The Internet was shut down for a long period following this event, otherwise known as ‘The Dark Ages’.
The Peasant’s Revolt
Jumping almost a millennia, and a subsequent increase in technology and its usage, we arrive at the Peasant’s Revolt of 1381, where disgruntled serfs fed up with things like the poll tax, labor shortages, and the Black Death, created a website called serfdomsucks.com, and started tweeting. What began as a series of protests, eventually escalated, culminating with the storming of the Tower of London, and the execution of the nobles hiding therein.
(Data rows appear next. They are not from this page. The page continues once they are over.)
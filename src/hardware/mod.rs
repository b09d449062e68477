//! Hardware capability traits and simulated devices.
//!
//! Real instrument drivers (analog output card, wavemeter vendor library,
//! photodiode DAQ) live outside this crate; they plug in by implementing the
//! traits in [`capabilities`].

pub mod capabilities;
pub mod mock;

pub use capabilities::{
    CallbackSource, ClaimFlag, DeviceClaim, DeviceEvent, DeviceHandle, EventHandler, EventKind,
    Reading, ScalarSource, VoltageOutput,
};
The Eighty Years’ War, or Dutch War of Independence
One of the longest revolts in history to use the power of social networking to connect and sustain the people was the Eighty Years’ War between 1568 – 1648. Without instant messaging capabilities, the Seventeen Provinces of the Low Countries would never have stayed united long enough to have their Beeldenstorm and overthrow Hapsburg rule.
Which brings us to…
The American Revolution
Between 1775 – 1783, the thirteen colonies in North America joined together to break free from British rule, and become The United States of America. Inspired by popular ‘Age of Enlightenment’ bloggers like John Locke, David Hume, Emmanuel Kant, Benjamin Franklin, Voltaire, Goethe, Rousseau, and Thomas Jefferson, the colonies mobilized their militias through the Patriot Forum, moderated by admin Paul Revere. His famous midnight tweets, “The British are coming!, The British are coming!”, are still revered as the 48 text-based characters that brought us the freedoms we enjoy today.
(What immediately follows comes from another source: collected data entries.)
//! Scan passes over a [`StepQueue`].
//!
//! A pass runs every step through the controller handshake, gates the
//! result, and records every step that did not yield a valid measurement in
//! a [`RetryLedger`]. The ledger is persisted when the pass ends, including
//! when a session-ending error cuts it short. In that case the step in
//! flight and every step not yet attempted are recorded as
//! `session-aborted: <cause>` before the error is returned.

use super::gate::ValidationGate;
use super::report::ScanReport;
use super::retry_ledger::RetryLedger;
use super::step_queue::{ScanStep, StepQueue};
use crate::error::{AppResult, ScanError};
use crate::network::{ControllerSession, MessageKind, StepOutcome};
use std::collections::BTreeMap;
use std::path::{Path, PathBuf};
use tokio::io::{AsyncRead, AsyncWrite};
use tracing::{debug, error, info, warn};

/// Drives scan passes and owns the retry ledger location.
pub struct ScanRunner<S> {
    session: ControllerSession<S>,
    gate: ValidationGate,
    ledger_path: PathBuf,
}

impl<S> ScanRunner<S>
where
    S: AsyncRead + AsyncWrite + Unpin + Send,
{
    /// Drive `session`, judge steps with `gate` and persist failures to `ledger_path`.
    pub fn new(
        session: ControllerSession<S>,
        gate: ValidationGate,
        ledger_path: impl Into<PathBuf>,
    ) -> Self {
        Self {
            session,
            gate,
            ledger_path: ledger_path.into(),
        }
    }

    /// Where failed steps are written.
    pub fn ledger_path(&self) -> &Path {
        &self.ledger_path
    }

    /// Run every step of `queue` once.
    ///
    /// `retry` marks the STEP commands of a ledger replay.
    ///
    /// # Errors
    /// A protocol violation or lost connection ends the pass after the
    /// ledger has been written. A ledger that cannot be written is also an
    /// error, since the failures would otherwise be lost.
    pub async fn run_pass(&mut self, queue: StepQueue, retry: bool) -> AppResult<ScanReport> {
        let ledger_path = self.ledger_path.clone();
        self.run_pass_into(queue, retry, &ledger_path).await
    }

    /// Replay the steps recorded in the ledger file at `path`.
    ///
    /// The file is rewritten with only the steps that still fail.
    pub async fn rerun_failed(&mut self, path: impl AsRef<Path>) -> AppResult<ScanReport> {
        let path = path.as_ref();
        let entries = RetryLedger::load(path)?;
        if entries.is_empty() {
            info!(path = %path.display(), "retry ledger is empty, nothing to rerun");
            let mut report = ScanReport::new(self.session.session_id(), true);
            report.finish();
            return Ok(report);
        }
        let queue = RetryLedger::replay_queue(&entries)?;
        info!(path = %path.display(), steps = queue.remaining(), "re-running failed steps");
        let mut by_reason: BTreeMap<&str, usize> = BTreeMap::new();
        for reason in RetryLedger::latest_reasons(&entries).into_values() {
            *by_reason.entry(reason).or_default() += 1;
        }
        for (reason, steps) in by_reason {
            debug!(reason, steps, "previous failures");
        }
        self.run_pass_into(queue, true, path).await
    }

    async fn run_pass_into(
        &mut self,
        mut queue: StepQueue,
        retry: bool,
        ledger_path: &Path,
    ) -> AppResult<ScanReport> {
        let mut report = ScanReport::new(self.session.session_id(), retry);
        let mut ledger = RetryLedger::new();
        info!(
            session_id = %report.session_id,
            steps = queue.remaining(),
            retry,
            "scan pass started"
        );

        while let Some(step) = queue.next() {
            let outcome = self.session.run_step(step, retry).await;
            let err = match outcome {
                Ok(StepOutcome::Measured(measurement)) => {
                    match self.gate.evaluate(&measurement.remote.summary, &measurement.local) {
                        Ok(result) => {
                            if let Some(reason) = &result.reason {
                                info!(step_index = step.step_index, reason = %reason, "step rejected");
                                ledger.record(step.step_index, step.voltage, reason.clone());
                            }
                            report.results.push(result);
                            continue;
                        }
                        Err(violation) => ScanError::from(violation),
                    }
                }
                Ok(StepOutcome::TimedOut { phase }) => {
                    let attempts = match phase {
                        MessageKind::Step | MessageKind::Arm | MessageKind::Trig => {
                            self.session.settings().max_retries + 1
                        }
                        _ => 1,
                    };
                    let timeout = ScanError::Timeout { phase, attempts };
                    warn!(step_index = step.step_index, error = %timeout, "step escalated");
                    ledger.record(step.step_index, step.voltage, timeout.ledger_reason());
                    continue;
                }
                Ok(StepOutcome::ActuationFailed(reason)) => {
                    ledger.record(step.step_index, step.voltage, reason);
                    continue;
                }
                Err(err) => err,
            };

            return Err(abort(err, step, &queue, ledger, ledger_path));
        }

        ledger.persist(ledger_path)?;
        report.failures = ledger.entries().to_vec();
        report.finish();
        info!(
            accepted = report.accepted(),
            failed = report.failed_steps(),
            "scan pass finished"
        );
        Ok(report)
    }
}

fn abort(
    err: ScanError,
    step: ScanStep,
    queue: &StepQueue,
    mut ledger: RetryLedger,
    ledger_path: &Path,
) -> ScanError {
    let reason = err.ledger_reason();
    error!(error = %err, step_index = step.step_index, remaining = queue.remaining(), "scan session aborted");
    ledger.record(step.step_index, step.voltage, reason.clone());
    for pending in queue.pending() {
        ledger.record(pending.step_index, pending.voltage, reason.clone());
    }
    if let Err(persist_err) = ledger.persist(ledger_path) {
        error!(error = %persist_err, "retry ledger could not be written after abort");
    }
    err
}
The French Revolution of 1789
Wherein the egalitarian spirit of the Internet age brought down the aristocracy and the collapse of absolute monarchy.
The American Civil War
And what list would be complete without mention of the War Between the States between 1861 – 1865. Slavery in the United States might still be in existence had it not been for the Luddite Southern states, who stubbornly refused to adapt to that, “Internet thingy”, thereby giving the North a distinct technological advantage.
All this inevitably leads up to the 20th century, which includes:
The Bolshevik Revolution
The German Revolution
Gandhi’s Non-Cooperation Movement
The Civil Rights Movement
The overthrow of the Shah of Iran
and, arguably the most significant example of social networking’s influence…
The Fall of the Soviet Union
All surely would have failed had it not been for Mark Zuckerberg and Jack Dorsey.
Of course, let’s not forget the great Sumerian king Al Gore, who invented the Internet back in the early Bronze Age, as well as Larry Page and Sergey Brin who capitalized on the ‘greatest invention since the wheel’ to allow people to find these social networking sites. Honorable mention must go to Bill Gates and Steve Jobs for giving people the hardware and software to access these revolutionary tools to begin with.
As these, and many more, examples show us, it’s a wonder how the world ever got by without the Internet at all.
The author also wishes to acknowledge the online encyclopedia, Wikipedia, for providing the in-depth, and incontrovertible, research material that went into the writing of this article.